You'll need to see an optometrist or Optician Formby to get a prescription for contact lenses. They'll inspect your vision to determine how much correction you need. They'll also inspect your eyes and examine their shape and positioning, as these also determine which type of contact lenses will work best for you.

Everyone should see an eye doctor at least once every two to three years, but if you wear glasses or contact lenses, annual appointments are a must. Not only does this allow your eye doctor to keep tabs on your vision and how well your corrective lenses are working, but it also gives them the chance to perform important screenings, such as retinal imaging, pupil dilation, and more. This helps them make sure your eyes are still in great health.

Types of Lenses

There are many different types of contact lenses you can choose from. Soft, reusable lenses are very common because they are durable yet comfortable. Hard lenses are sometimes recommended for certain patients. These require a bit more care when placing, removing, and storing them. Daily options exist; rather than cleaning and storing these, you simply throw them away at the end of the day.

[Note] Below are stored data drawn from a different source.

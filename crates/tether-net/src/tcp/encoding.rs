//! Text encodings used for string writes and message decoding.

use serde::{Deserialize, Serialize};

/// Encoding applied when converting between strings and wire bytes.
#[derive(Clone, Copy, Debug, Default, PartialEq, Eq, Hash, Serialize, Deserialize)]
#[serde(rename_all = "snake_case")]
pub enum TextEncoding {
    /// UTF-8. Invalid sequences decode to U+FFFD.
    #[default]
    Utf8,
    /// 7-bit ASCII. Unrepresentable characters encode as `?`.
    Ascii,
    /// ISO-8859-1. Each byte maps to the code point of the same value.
    Latin1,
}

impl TextEncoding {
    /// Encode a string to bytes.
    pub fn encode(self, text: &str) -> Vec<u8> {
        match self {
            Self::Utf8 => text.as_bytes().to_vec(),
            Self::Ascii => text
                .chars()
                .map(|c| if c.is_ascii() { c as u8 } else { b'?' })
                .collect(),
            Self::Latin1 => text
                .chars()
                .map(|c| u8::try_from(u32::from(c)).unwrap_or(b'?'))
                .collect(),
        }
    }

    /// Decode bytes to a string.
    pub fn decode(self, bytes: &[u8]) -> String {
        match self {
            Self::Utf8 => String::from_utf8_lossy(bytes).into_owned(),
            Self::Ascii => bytes
                .iter()
                .map(|&b| if b.is_ascii() { b as char } else { '\u{FFFD}' })
                .collect(),
            Self::Latin1 => bytes.iter().map(|&b| char::from(b)).collect(),
        }
    }
}

impl std::fmt::Display for TextEncoding {
    fn fmt(&self, f: &mut std::fmt::Formatter<'_>) -> std::fmt::Result {
        match self {
            Self::Utf8 => write!(f, "UTF-8"),
            Self::Ascii => write!(f, "ASCII"),
            Self::Latin1 => write!(f, "ISO-8859-1"),
        }
    }
}

#[cfg(test)]
mod tests {
    use super::*;

    #[test]
    fn test_utf8_is_lossy() {
        assert_eq!(TextEncoding::Utf8.decode(b"caf\xc3\xa9"), "café");
        assert_eq!(TextEncoding::Utf8.decode(b"a\xffb"), "a\u{FFFD}b");
    }

    #[test]
    fn test_ascii_replaces_unrepresentable() {
        assert_eq!(TextEncoding::Ascii.encode("café"), b"caf?");
        assert_eq!(TextEncoding::Ascii.decode(b"ok\x80"), "ok\u{FFFD}");
    }

    #[test]
    fn test_latin1_maps_bytes_to_code_points() {
        assert_eq!(TextEncoding::Latin1.encode("café"), b"caf\xe9");
        assert_eq!(TextEncoding::Latin1.decode(b"caf\xe9"), "café");
        assert_eq!(TextEncoding::Latin1.encode("\u{20ac}"), b"?");
    }

    #[test]
    fn test_serde_names() {
        let json = serde_json::to_string(&TextEncoding::Latin1).unwrap();
        assert_eq!(json, "\"latin1\"");
        let parsed: TextEncoding = serde_json::from_str("\"ascii\"").unwrap();
        assert_eq!(parsed, TextEncoding::Ascii);
    }
}
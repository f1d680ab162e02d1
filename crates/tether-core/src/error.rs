//! Error types for Tether core.

/// Signal-specific errors.
#[derive(Debug, Clone, PartialEq, Eq, thiserror::Error)]
pub enum SignalError {
    /// The connection ID is invalid or has already been disconnected.
    #[error("Invalid or disconnected connection ID")]
    InvalidConnection,
    /// The signal has been dropped and is no longer available.
    #[error("Signal has been dropped")]
    SignalDropped,
}

/// A specialized Result type for Tether core operations.
pub type Result<T> = std::result::Result<T, SignalError>;
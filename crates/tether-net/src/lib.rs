//! Networking module for Tether.
//!
//! This crate provides a byte-stream TCP client that splits the incoming stream
//! into delimiter-terminated messages:
//!
//! - **Connection establishment**: immediate, or bounded by a deadline with
//!   late successes discarded rather than adopted
//! - **Receive loop**: one background task per connection that polls at a
//!   fixed interval and drains everything available per tick
//! - **Framing**: messages may span any number of reads; the delimiter is a
//!   single configurable byte (default `0x13`) with no escaping
//! - **Notifications**: per-message, per-chunk, and disconnect signals,
//!   dispatched in that order
//! - **Request/reply**: write a line and wait for the next chunk
//!
//! # Example
//!
//! ```ignore
//! use std::time::Duration;
//! use tether_net::tcp::{TcpClient, TcpClientConfig};
//!
//! let client = TcpClient::new(TcpClientConfig::default());
//!
//! client.delimiter_data_received.connect(|msg| {
//!     println!("message: {:?}", msg.text());
//! });
//!
//! client.connect("example.com", 7000).await?;
//!
//! let reply = client
//!     .write_line_and_await_reply("STATUS", Duration::from_secs(2))
//!     .await?;
//! match reply {
//!     Some(msg) => println!("status: {}", msg.text()),
//!     None => println!("no reply"),
//! }
//!
//! client.dispose();
//! ```
//!
//! # Logging
//!
//! Events are logged through `tracing` under the targets in
//! [`tether_core::logging::targets`].

mod error;
pub mod tcp;

pub use error::{NetworkError, Result};

// Re-export commonly used types at the crate root
pub use tcp::{
    ConnectionInfo, FrameAssembler, Message, TcpClient, TcpClientConfig, TcpConnectionState,
    TcpServer, TcpServerConfig, TextEncoding,
};
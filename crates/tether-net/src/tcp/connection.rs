//! The live connection owned by a client.

use std::net::SocketAddr;
use std::sync::atomic::{AtomicBool, AtomicU64, Ordering};
use std::sync::Arc;

use tokio::io::AsyncWriteExt;
use tokio::net::TcpStream;
use tokio::net::tcp::{OwnedReadHalf, OwnedWriteHalf};
use tokio::sync::{Mutex as AsyncMutex, watch};

use crate::error::{NetworkError, Result};

/// Unique identifier for a TCP connection.
#[derive(Clone, Copy, Debug, PartialEq, Eq, Hash)]
pub struct ConnectionId(u64);

impl ConnectionId {
    /// Create a new connection ID.
    pub(crate) fn new() -> Self {
        static COUNTER: AtomicU64 = AtomicU64::new(1);
        Self(COUNTER.fetch_add(1, Ordering::Relaxed))
    }

    /// Get the raw ID value.
    pub fn as_u64(&self) -> u64 {
        self.0
    }
}

impl std::fmt::Display for ConnectionId {
    fn fmt(&self, f: &mut std::fmt::Formatter<'_>) -> std::fmt::Result {
        write!(f, "conn-{}", self.0)
    }
}

/// Read-only description of a connection.
#[derive(Clone, Debug, PartialEq, Eq)]
pub struct ConnectionInfo {
    /// Unique connection ID.
    pub id: ConnectionId,
    /// Host name the connection was opened for.
    pub host: String,
    /// Remote port.
    pub port: u16,
    /// Remote socket address.
    pub peer_addr: SocketAddr,
    /// Local socket address.
    pub local_addr: SocketAddr,
}

/// A connected byte stream.
///
/// The read half is handed to the receive loop at construction; the write half
/// stays here so the caller is the only writer. The link is closed
/// cooperatively: [`request_stop`](Self::request_stop) marks it closed and the
/// receive loop releases the socket on its next tick. Closing also abandons
/// any write still in flight, so a peer that stops reading cannot hold the
/// writer past the close.
pub(crate) struct Link {
    info: ConnectionInfo,
    writer: AsyncMutex<Option<OwnedWriteHalf>>,
    stop: AtomicBool,
    connected: AtomicBool,
    closing: watch::Sender<bool>,
}

impl Link {
    /// Wrap a connected stream, returning the link and the read half.
    pub(crate) fn open(
        stream: TcpStream,
        host: impl Into<String>,
        port: u16,
    ) -> Result<(Arc<Self>, OwnedReadHalf)> {
        let peer_addr = stream.peer_addr().map_err(NetworkError::connection)?;
        let local_addr = stream.local_addr().map_err(NetworkError::connection)?;
        let (reader, writer) = stream.into_split();

        let link = Arc::new(Self {
            info: ConnectionInfo {
                id: ConnectionId::new(),
                host: host.into(),
                port,
                peer_addr,
                local_addr,
            },
            writer: AsyncMutex::new(Some(writer)),
            stop: AtomicBool::new(false),
            connected: AtomicBool::new(true),
            closing: watch::Sender::new(false),
        });

        Ok((link, reader))
    }

    pub(crate) fn info(&self) -> &ConnectionInfo {
        &self.info
    }

    pub(crate) fn is_connected(&self) -> bool {
        self.connected.load(Ordering::SeqCst)
    }

    /// Ask the receive loop to stop. Idempotent.
    pub(crate) fn request_stop(&self) {
        self.stop.store(true, Ordering::SeqCst);
        self.mark_closed();
    }

    pub(crate) fn stop_requested(&self) -> bool {
        self.stop.load(Ordering::SeqCst)
    }

    pub(crate) fn mark_closed(&self) {
        self.connected.store(false, Ordering::SeqCst);
        self.closing.send_replace(true);
    }

    /// Write all bytes to the peer.
    ///
    /// Fails with [`NetworkError::NotConnected`] if the link closes while
    /// waiting for the writer or while the bytes are still being sent.
    pub(crate) async fn write(&self, data: &[u8]) -> Result<()> {
        if !self.is_connected() {
            return Err(NetworkError::NotConnected);
        }
        let mut closing = self.closing.subscribe();

        let mut guard = tokio::select! {
            guard = self.writer.lock() => guard,
            () = closed(&mut closing) => return Err(NetworkError::NotConnected),
        };
        let writer = guard.as_mut().ok_or(NetworkError::NotConnected)?;

        tokio::select! {
            result = async {
                writer.write_all(data).await?;
                writer.flush().await
            } => result.map_err(NetworkError::from),
            () = closed(&mut closing) => {
                tracing::debug!(
                    target: tether_core::logging::targets::RECEIVE,
                    connection = %self.info.id,
                    "write abandoned by close"
                );
                Err(NetworkError::NotConnected)
            }
        }
    }

    /// Shut down and drop the write half. Failures are ignored.
    pub(crate) async fn release(&self) {
        let writer = self.writer.lock().await.take();
        if let Some(mut writer) = writer
            && let Err(e) = writer.shutdown().await
        {
            tracing::debug!(
                target: tether_core::logging::targets::RECEIVE,
                connection = %self.info.id,
                error = %e,
                "ignoring shutdown failure"
            );
        }
    }
}

/// Resolves once the link has been marked closed.
async fn closed(closing: &mut watch::Receiver<bool>) {
    let _ = closing.wait_for(|closed| *closed).await;
}

impl std::fmt::Debug for Link {
    fn fmt(&self, f: &mut std::fmt::Formatter<'_>) -> std::fmt::Result {
        f.debug_struct("Link")
            .field("id", &self.info.id)
            .field("peer_addr", &self.info.peer_addr)
            .field("is_connected", &self.is_connected())
            .finish()
    }
}
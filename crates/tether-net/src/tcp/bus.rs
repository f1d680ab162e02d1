//! Ordered dispatch of receive-side events.

use std::sync::Arc;

use tether_core::Signal;
use tether_core::logging::targets;

use super::connection::ConnectionInfo;
use super::message::Message;

/// The three subscriber sets of a connection, shared with its receive loop.
///
/// For each chunk, all delimited messages are dispatched first (in the order
/// they were reassembled), then exactly one raw-chunk event. The disconnect
/// event comes after the last chunk of the connection. A panicking slot is
/// logged; the other slots of the same signal still receive the event, and
/// later events are still dispatched.
#[derive(Clone)]
pub(crate) struct NotificationBus {
    pub(crate) delimiter_data_received: Arc<Signal<Message>>,
    pub(crate) data_received: Arc<Signal<Message>>,
    pub(crate) disconnected: Arc<Signal<ConnectionInfo>>,
}

impl NotificationBus {
    pub(crate) fn new() -> Self {
        Self {
            delimiter_data_received: Arc::new(Signal::new()),
            data_received: Arc::new(Signal::new()),
            disconnected: Arc::new(Signal::new()),
        }
    }

    /// Dispatch everything produced by one physical read.
    pub(crate) fn dispatch_chunk(&self, frames: Vec<Message>, chunk: Message) {
        for frame in frames {
            emit_isolated(&self.delimiter_data_received, frame, "delimiter_data_received");
        }
        emit_isolated(&self.data_received, chunk, "data_received");
    }

    /// Dispatch a single delimited message outside a chunk batch.
    pub(crate) fn dispatch_frame(&self, frame: Message) {
        emit_isolated(&self.delimiter_data_received, frame, "delimiter_data_received");
    }

    pub(crate) fn dispatch_disconnect(&self, info: ConnectionInfo) {
        emit_isolated(&self.disconnected, info, "disconnected");
    }
}

fn emit_isolated<Args: 'static>(signal: &Signal<Args>, args: Args, name: &'static str) {
    let panicked = signal.emit_isolated(args);
    if panicked > 0 {
        tracing::warn!(target: targets::RECEIVE, signal = name, panicked, "subscribers panicked during dispatch");
    }
}

#[cfg(test)]
mod tests {
    use super::*;
    use crate::tcp::config::TcpClientConfig;
    use crate::tcp::message::MessageContext;
    use bytes::Bytes;
    use parking_lot::Mutex;

    fn record(bus: &NotificationBus) -> Arc<Mutex<Vec<String>>> {
        let log = Arc::new(Mutex::new(Vec::new()));

        let log_clone = log.clone();
        bus.delimiter_data_received.connect(move |m: &Message| {
            log_clone.lock().push(format!("frame:{}", m.text()));
        });
        let log_clone = log.clone();
        bus.data_received.connect(move |m: &Message| {
            log_clone.lock().push(format!("chunk:{}", m.text()));
        });

        log
    }

    #[test]
    fn test_frames_before_chunk() {
        let bus = NotificationBus::new();
        let log = record(&bus);
        let context = MessageContext::detached(&TcpClientConfig::new());

        bus.dispatch_chunk(
            vec![
                context.message(Bytes::from_static(b"a")),
                context.message(Bytes::from_static(b"b")),
            ],
            context.message(Bytes::from_static(b"a;b;c")),
        );

        assert_eq!(*log.lock(), vec!["frame:a", "frame:b", "chunk:a;b;c"]);
    }

    #[test]
    fn test_panicking_subscriber_is_isolated() {
        let bus = NotificationBus::new();
        bus.delimiter_data_received.connect(|_| panic!("boom"));
        let log = record(&bus);
        let context = MessageContext::detached(&TcpClientConfig::new());

        bus.dispatch_chunk(
            vec![context.message(Bytes::from_static(b"x"))],
            context.message(Bytes::from_static(b"x")),
        );

        assert_eq!(*log.lock(), vec!["frame:x", "chunk:x"]);
    }
}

You can also wear contact lenses that change the color of your eye if you so choose. Some corrective lenses are designed to be worn only at night to correct your vision gradually. Your doctor can help you decide which option is right for you.

Finding the Right Fit

You may receive one or a few different types of contact lenses to try. It is a good idea to explore more than one option so you can see how different types or brands feel in your eyes. Wearing new contact lenses requires a little time and patience. With practice, most patients adjust to their new contacts in two weeks or less.

Tips for Wear and Care

Taking care of your contact lenses is easy when you follow these suggestions.

Keep Your Hands Clean

Transferring bacteria to your eyes is a major concern when wearing contacts. Always wash your hands with soap that's oil- and lotion-free before handling contacts or touching your eyes. Allow your hands to drip dry or pat them dry with a clean, lint-free cloth.

Don't Ditch Your Glasses

Even if you love your contacts and opt to wear them most days, it's a good idea to keep a current pair of eyeglasses as well. There are some situations where you should not wear contact lenses, such as if you have a certain illness, injury, or irritation with your eyes. It's also possible to lose or damage them. Having glasses as a backup ensures you can still see well in these situations.

Have Extras On Hand

If you wear contact lenses, it's a good idea to keep a storage case, some contact solution, and even an extra pair with you when you're out and about. You can store them in your bag or your car for emergencies. Always take extras (or your eyeglasses) with you when you travel as well.

Follow Instructions for Cleaning, Storage, and Replacement

Because there are so many different types of contact lenses, instructions for cleaning and storage can vary. Some should be gently rubbed in saline after wearing. Others should be rinsed after being removed from a certain storage solution. Follow the instructions carefully to prevent damage to the lenses and irritation and injury to your eyes.

Even well-made and cared-for contacts won't last forever. While it might be tempting to keep your lenses longer to stretch your money, there's a good chance you'll irritate your eyes doing this; you could risk bacterial buildup as well. Replace them as often as your eye doctor recommends.

Wearing contact lenses can be a great alternative to eyeglasses. See an eye doctor today to find out if making the switch is right for you.